Many of the wounded troops were conscripts due to complete their basic training on Tuesday. Most of them received only light injuries, although the army said one was wounded critically and four seriously.
The military wing of the radical Islamic Jihad -- which is behind most rocket firings into Israel -- claimed the attack and dubbed it "The Dawn of Victory."
"The resistance is the only alternative to recover our rights and liberate our holy places," senior Jihad official Abu Hamzeh told a news conference.
Hamas, which seized control of the territory nearly three months ago after a week of bloody battles with the rival Fatah faction of president Mahmud Abbas, praised the strike.
Spokesman Sami Abu Zuhri said it was "legitimate resistance in the face of Israeli aggression and the legitimate defence in the face of Israeli crimes."
Hours later, a Palestinian man and three of his children were wounded when an Israeli tank shell hit their house in the northern Gaza city of Beit Hanun, medics said.
Israel carried out an air strike near Beit Hanun later on Tuesday after Palestinian militants fired two rockets that landed in open area of the Jewish state, sources on both sides said. There were no casualties.
Militants in Gaza regularly fire rockets into Israel, but the projectiles -- nicknamed Qassams after Hamas's armed wing -- are often inaccurate and most land in the open.
Twelve civilians have been killed by rocket attacks since the second Palestinian uprising began in 2000. The most recent fatalities were in May, when two Israelis died in separate attacks.

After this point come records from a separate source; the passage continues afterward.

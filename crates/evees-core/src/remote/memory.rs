//! In-memory remote.
//!
//! Holds perspective registrations, their details and a children index in one
//! lock; content lives in a standalone [`CasCachedWithBase`]. A mutation is
//! validated as a whole before any of it is applied, so a failed precondition
//! leaves the remote untouched.

use std::collections::{BTreeSet, HashMap, HashSet};
use std::sync::Arc;

use async_trait::async_trait;
use parking_lot::Mutex;
use tokio::sync::broadcast;
use tracing::debug;

use super::{RemoteEvees, apply_update, build_slice, children_delta};
use crate::cas::{CasCachedWithBase, CasStore};
use crate::client::{Client, EVENTS_CAPACITY};
use crate::error::{EveesError, Result};
use crate::hash::Hasher;
use crate::model::{
    EntityCreate, EveesMutation, GetPerspectiveOptions, Perspective, PerspectiveDetails,
    PerspectiveGetResult,
};

#[derive(Debug, Default)]
struct State {
    perspectives: HashMap<String, Perspective>,
    details: HashMap<String, PerspectiveDetails>,
    /// parent -> children, in insertion order.
    children: HashMap<String, Vec<String>>,
    user: Option<String>,
}

impl State {
    /// Creator of the perspective or of one of its guardians.
    fn can_update(&self, perspective_id: &str, user_id: &str) -> bool {
        let mut visited = HashSet::new();
        let mut current = Some(perspective_id.to_string());
        while let Some(id) = current {
            if !visited.insert(id.clone()) {
                return false;
            }
            if self
                .perspectives
                .get(&id)
                .is_some_and(|p| p.creator_id == user_id)
            {
                return true;
            }
            current = self.details.get(&id).and_then(|d| d.guardian_id.clone());
        }
        false
    }
}

pub struct MemoryRemote {
    id: String,
    hasher: Hasher,
    store: Arc<CasCachedWithBase>,
    state: Mutex<State>,
    events: broadcast::Sender<Vec<String>>,
}

impl std::fmt::Debug for MemoryRemote {
    fn fmt(&self, f: &mut std::fmt::Formatter<'_>) -> std::fmt::Result {
        f.debug_struct("MemoryRemote")
            .field("id", &self.id)
            .finish_non_exhaustive()
    }
}

impl MemoryRemote {
    pub fn new(id: impl Into<String>, hasher: Hasher) -> Self {
        let (events, _) = broadcast::channel(EVENTS_CAPACITY);
        Self {
            id: id.into(),
            hasher,
            store: Arc::new(CasCachedWithBase::standalone(hasher)),
            state: Mutex::new(State::default()),
            events,
        }
    }

    /// Same as [`MemoryRemote::new`], logged in as `user_id`.
    pub fn with_user(id: impl Into<String>, hasher: Hasher, user_id: impl Into<String>) -> Self {
        let remote = Self::new(id, hasher);
        remote.state.lock().user = Some(user_id.into());
        remote
    }

    /// Perspectives registered under `context`, sorted by id.
    #[must_use]
    pub fn perspectives_with_context(&self, context: &str) -> Vec<String> {
        let state = self.state.lock();
        let mut ids: Vec<String> = state
            .perspectives
            .iter()
            .filter(|(_, p)| p.context == context)
            .map(|(id, _)| id.clone())
            .collect();
        ids.sort();
        ids
    }

    /// Perspectives listing `child_id` among their children, sorted by id.
    #[must_use]
    pub fn ecosystem_parents(&self, child_id: &str) -> Vec<String> {
        let state = self.state.lock();
        let parents: BTreeSet<String> = state
            .children
            .iter()
            .filter(|(_, children)| children.iter().any(|c| c == child_id))
            .map(|(parent, _)| parent.clone())
            .collect();
        parents.into_iter().collect()
    }

    fn apply(&self, mutation: &EveesMutation) -> Result<()> {
        let mut state = self.state.lock();

        // Stage every touched perspective, validating in order.
        let mut staged: HashMap<String, PerspectiveDetails> = HashMap::new();
        for new_perspective in &mutation.new_perspectives {
            let mut details = PerspectiveDetails::default();
            if let Some(update) = &new_perspective.update {
                apply_update(&mut details, update)?;
            }
            staged.insert(new_perspective.perspective.id.clone(), details);
        }
        for update in &mutation.updates {
            let id = &update.perspective_id;
            if !staged.contains_key(id) {
                let current = state
                    .details
                    .get(id)
                    .cloned()
                    .ok_or_else(|| EveesError::PerspectiveNotFound(id.clone()))?;
                staged.insert(id.clone(), current);
            }
            if let Some(details) = staged.get_mut(id) {
                apply_update(details, update)?;
            }
        }

        // Commit.
        for new_perspective in &mutation.new_perspectives {
            state.perspectives.insert(
                new_perspective.perspective.id.clone(),
                new_perspective.perspective.object.clone(),
            );
        }
        state.details.extend(staged);
        let updates = mutation
            .new_perspectives
            .iter()
            .filter_map(|np| np.update.as_ref())
            .chain(&mutation.updates);
        for update in updates {
            if let Some(delta) = children_delta(update) {
                let children = state
                    .children
                    .entry(update.perspective_id.clone())
                    .or_default();
                children.retain(|c| !delta.removed.contains(c));
                for added in &delta.added {
                    if !children.contains(added) {
                        children.push(added.clone());
                    }
                }
            }
        }
        for perspective_id in &mutation.deleted_perspectives {
            state.perspectives.remove(perspective_id);
            state.details.remove(perspective_id);
            state.children.remove(perspective_id);
        }
        Ok(())
    }

    fn lookup(&self, perspective_id: &str) -> (Option<PerspectiveDetails>, Vec<String>) {
        let state = self.state.lock();
        (
            state.details.get(perspective_id).cloned(),
            state
                .children
                .get(perspective_id)
                .cloned()
                .unwrap_or_default(),
        )
    }
}

#[async_trait]
impl Client for MemoryRemote {
    fn store(&self) -> Arc<dyn CasStore> {
        self.store.clone()
    }

    fn subscribe(&self) -> broadcast::Receiver<Vec<String>> {
        self.events.subscribe()
    }

    async fn get_perspective(
        &self,
        perspective_id: &str,
        options: GetPerspectiveOptions,
    ) -> Result<PerspectiveGetResult> {
        let details = {
            let state = self.state.lock();
            let mut details = state
                .details
                .get(perspective_id)
                .cloned()
                .ok_or_else(|| EveesError::PerspectiveNotFound(perspective_id.to_string()))?;
            details.can_update = Some(
                state
                    .user
                    .as_deref()
                    .is_some_and(|user| state.can_update(perspective_id, user)),
            );
            details
        };

        let depth = options.depth();
        let slice = if depth == 0 {
            None
        } else {
            Some(
                build_slice(self.store.as_ref(), perspective_id, depth, |id| {
                    Ok(self.lookup(id))
                })
                .await?,
            )
        };
        Ok(PerspectiveGetResult { details, slice })
    }

    async fn update(&self, mutation: EveesMutation) -> Result<()> {
        let mut entities: Vec<EntityCreate> = mutation
            .entities
            .iter()
            .cloned()
            .map(EntityCreate::from)
            .collect();
        for new_perspective in &mutation.new_perspectives {
            entities.push(new_perspective.perspective.erase()?.into());
        }
        if !entities.is_empty() {
            self.store.store_entities(entities).await?;
            self.store.flush().await?;
        }

        self.apply(&mutation)?;

        let ids = mutation.perspective_ids();
        debug!(remote = %self.id, perspectives = ids.len(), "applied mutation");
        let _ = self.events.send(ids);
        Ok(())
    }

    async fn diff(&self) -> Result<EveesMutation> {
        Ok(EveesMutation::default())
    }

    async fn flush(&self) -> Result<()> {
        self.store.flush().await
    }

    async fn refresh(&self) -> Result<()> {
        Ok(())
    }

    async fn can_update(&self, perspective_id: &str, user_id: Option<&str>) -> Result<bool> {
        let state = self.state.lock();
        let user = user_id.map(str::to_string).or_else(|| state.user.clone());
        Ok(user.is_some_and(|user| state.can_update(perspective_id, &user)))
    }

    async fn get_user_perspectives(&self, perspective_id: &str) -> Result<Vec<String>> {
        let state = self.state.lock();
        let Some(user) = state.user.clone() else {
            return Ok(Vec::new());
        };
        let context = state
            .perspectives
            .get(perspective_id)
            .map(|p| p.context.clone())
            .ok_or_else(|| EveesError::PerspectiveNotFound(perspective_id.to_string()))?;
        let mut ids: Vec<String> = state
            .perspectives
            .iter()
            .filter(|(id, p)| {
                p.context == context && p.creator_id == user && id.as_str() != perspective_id
            })
            .map(|(id, _)| id.clone())
            .collect();
        ids.sort();
        Ok(ids)
    }
}

#[async_trait]
impl RemoteEvees for MemoryRemote {
    fn id(&self) -> &str {
        &self.id
    }

    fn hasher(&self) -> Hasher {
        self.hasher
    }

    fn user_id(&self) -> Option<String> {
        self.state.lock().user.clone()
    }

    fn as_client(self: Arc<Self>) -> Arc<dyn Client> {
        self
    }

    async fn login(&self, user_id: &str) -> Result<()> {
        self.state.lock().user = Some(user_id.to_string());
        Ok(())
    }

    async fn logout(&self) -> Result<()> {
        self.state.lock().user = None;
        Ok(())
    }
}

"The time may be approaching where it will necessary to launch a major ground operation to stop the rocket fire," Defence Minister Ehud Barak warned recently.
Israel has been unable to stamp them out, despite launching regular strikes and incursions into the crowded and impoverished territory since it withdrew settlers and soldiers in 2005 after a 38-year occupation.
A major five-month Israeli operation launched inside Gaza last June after militants there seized an Israeli soldier in a cross-border raid killed hundreds of Palestinians but failed to halt the rocket attacks.
After Tuesday's strike, Israeli Trade and Industry Minister Eli Yishai called for the US-sponsored Middle East peace conference expected in November to be postponed, saying "this type of conference cannot but fail and result in a new intifada."
US President George W. Bush called for the conference following the bloody Hamas takeover of Gaza, which split the Palestinians into two separate entities, with the Islamists ruling the coastal strip and Abbas having a power base in the occupied West Bank.
Abbas and Olmert have held regular meetings to try to hammer out some sort of an agreement on the most contentious issues of the decades-long Middle East conflict before the conference.
Visiting French Foreign Minister Bernard Kouchner called for the dialogue to continue despite Tuesday's rocket strike.
"The dialogue with the Palestinians who wish for peace, ie Abu Mazen, must continue," he told a joint news conference with Livni.
The Palestinian president meanwhile arrived in the Red Sea city of Jeddah for talks with Saudi Arabia's King Abdullah amid a flurry of diplomatic activity in the region before the US-sponsored conference.